*** Data provided ***

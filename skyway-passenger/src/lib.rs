pub mod consumers;
pub mod features;
pub mod models;
pub mod repository;

use skyway_core::{MediatorBuilder, RegistryError};
use std::sync::Arc;

pub use features::{CreatePassenger, GetPassengerById, GetPassengers};
pub use models::{Passenger, PassengerDto, PassengerType};
pub use repository::{InMemoryPassengerRepository, PassengerRepository};

/// Collaborators the passenger handlers are built from.
#[derive(Clone)]
pub struct PassengerDependencies {
    pub repository: Arc<dyn PassengerRepository>,
}

/// Register every passenger request handler.
pub fn register_handlers(
    builder: &mut MediatorBuilder,
    deps: &PassengerDependencies,
) -> Result<(), RegistryError> {
    builder
        .register::<CreatePassenger, _>(features::CreatePassengerHandler::new(deps.repository.clone()))?
        .register::<GetPassengerById, _>(features::GetPassengerByIdHandler::new(deps.repository.clone()))?
        .register::<GetPassengers, _>(features::GetPassengersHandler::new(deps.repository.clone()))?;
    Ok(())
}

#[cfg(test)]
pub(crate) mod fixtures {
    use super::*;
    use skyway_core::Mediator;

    pub struct Harness {
        pub mediator: Mediator,
        pub repository: Arc<InMemoryPassengerRepository>,
    }

    impl Harness {
        pub fn new() -> Self {
            let repository = Arc::new(InMemoryPassengerRepository::new());
            let deps = PassengerDependencies {
                repository: repository.clone(),
            };
            let mut builder = MediatorBuilder::new();
            register_handlers(&mut builder, &deps).unwrap();
            Self {
                mediator: builder.build(),
                repository,
            }
        }
    }

    pub fn create_passenger(user_id: i64) -> CreatePassenger {
        CreatePassenger {
            user_id: Some(user_id),
            name: Some(format!("Passenger {user_id}")),
            passport_number: Some(format!("P{user_id:07}")),
            age: None,
            passenger_type: None,
        }
    }
}
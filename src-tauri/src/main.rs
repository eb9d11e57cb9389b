// Prevents additional console window on Windows in release, DO NOT REMOVE!!
#![cfg_attr(not(debug_assertions), windows_subsystem = "windows")]

fn main() {
    household_viewer_lib::run()
}
//! House model loading and car extraction
//!
//! The house is requested once at startup. When its scene instance is ready
//! the car node is looked up at a fixed place in the hierarchy and moved
//! under a wrapper that the animation drives. There is no retry: if the
//! model fails to load or has a different shape, the error is logged and
//! the car simply never appears as a separate object.

use bevy::{
    asset::LoadState,
    gltf::GltfAssetLabel,
    prelude::*,
    scene::{SceneInstance, SceneSpawner},
};

use crate::bevy::components::{Car, CarBody, HouseScene};
use crate::bevy::error::SceneError;
use crate::bevy::resources::HouseAsset;
use crate::config::asset::{CAR_NODE_NAME, CAR_PARENT_PATH, HOUSE_MODEL, HOUSE_SCENE_INDEX};
use crate::config::car::{START_POSITION, WRAPPER_NAME};

/// Request the house model and spawn it at the origin
pub fn load_house(mut commands: Commands, asset_server: Res<AssetServer>) {
    let scene: Handle<Scene> =
        asset_server.load(GltfAssetLabel::Scene(HOUSE_SCENE_INDEX).from_asset(HOUSE_MODEL));

    commands.spawn((Name::new("House"), SceneRoot(scene.clone()), HouseScene));
    commands.insert_resource(HouseAsset {
        scene,
        settled: false,
    });

    info!("Loading house model '{HOUSE_MODEL}'");
}

/// Log the outcome of the house load once
pub fn watch_house_asset(asset_server: Res<AssetServer>, mut house: ResMut<HouseAsset>) {
    if house.settled {
        return;
    }
    match asset_server.get_load_state(house.scene.id()) {
        Some(LoadState::Loaded) => {
            info!("House model loaded");
            house.settled = true;
        }
        Some(LoadState::Failed(err)) => {
            error!("Failed to load house model '{HOUSE_MODEL}': {err}");
            house.settled = true;
        }
        _ => {}
    }
}

/// Pull the car out of the house once the scene instance is ready
pub fn attach_car(
    mut commands: Commands,
    scene_spawner: Res<SceneSpawner>,
    houses: Query<(Entity, &SceneInstance), With<HouseScene>>,
    children: Query<&Children>,
    names: Query<&Name>,
) {
    for (house, instance) in &houses {
        if !scene_spawner.instance_is_ready(**instance) {
            continue;
        }

        // One attempt per house
        commands.entity(house).remove::<HouseScene>();

        match locate_car(house, &children, &names) {
            Ok(car) => {
                let wrapper = attach_under_wrapper(&mut commands, car);
                info!("Car attached ({car} under {wrapper})");
            }
            Err(err) => error!("Could not attach car: {err}"),
        }
    }
}

fn child_entities(children: &Children) -> &[Entity] {
    children
}

/// Walk [`CAR_PARENT_PATH`] from `root` and find [`CAR_NODE_NAME`] below it
pub fn locate_car(
    root: Entity,
    children: &Query<&Children>,
    names: &Query<&Name>,
) -> Result<Entity, SceneError> {
    let mut node = root;
    for (depth, &index) in CAR_PARENT_PATH.iter().enumerate() {
        node = children
            .get(node)
            .ok()
            .and_then(|c| child_entities(c).get(index).copied())
            .ok_or(SceneError::MissingChild { depth, index })?;
    }

    children
        .get(node)
        .ok()
        .map(child_entities)
        .unwrap_or_default()
        .iter()
        .copied()
        .find(|&child| names.get(child).is_ok_and(|name| name.as_str() == CAR_NODE_NAME))
        .ok_or(SceneError::MissingNode(CAR_NODE_NAME))
}

/// Re-parent `car` under a new wrapper placed at the start of the lane
pub fn attach_under_wrapper(commands: &mut Commands, car: Entity) -> Entity {
    let wrapper = commands
        .spawn((
            Name::new(WRAPPER_NAME),
            Car,
            Transform::from_translation(Vec3::from_array(START_POSITION)),
            Visibility::default(),
        ))
        .id();
    commands.entity(car).insert(CarBody);
    commands.entity(wrapper).add_child(car);
    wrapper
}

*** End of Data provided ***

Working from the entries above, filter out every line that lacks "depth" and copy what remains.

    for (depth, &index) in CAR_PARENT_PATH.iter().enumerate() {
            .ok_or(SceneError::MissingChild { depth, index })?;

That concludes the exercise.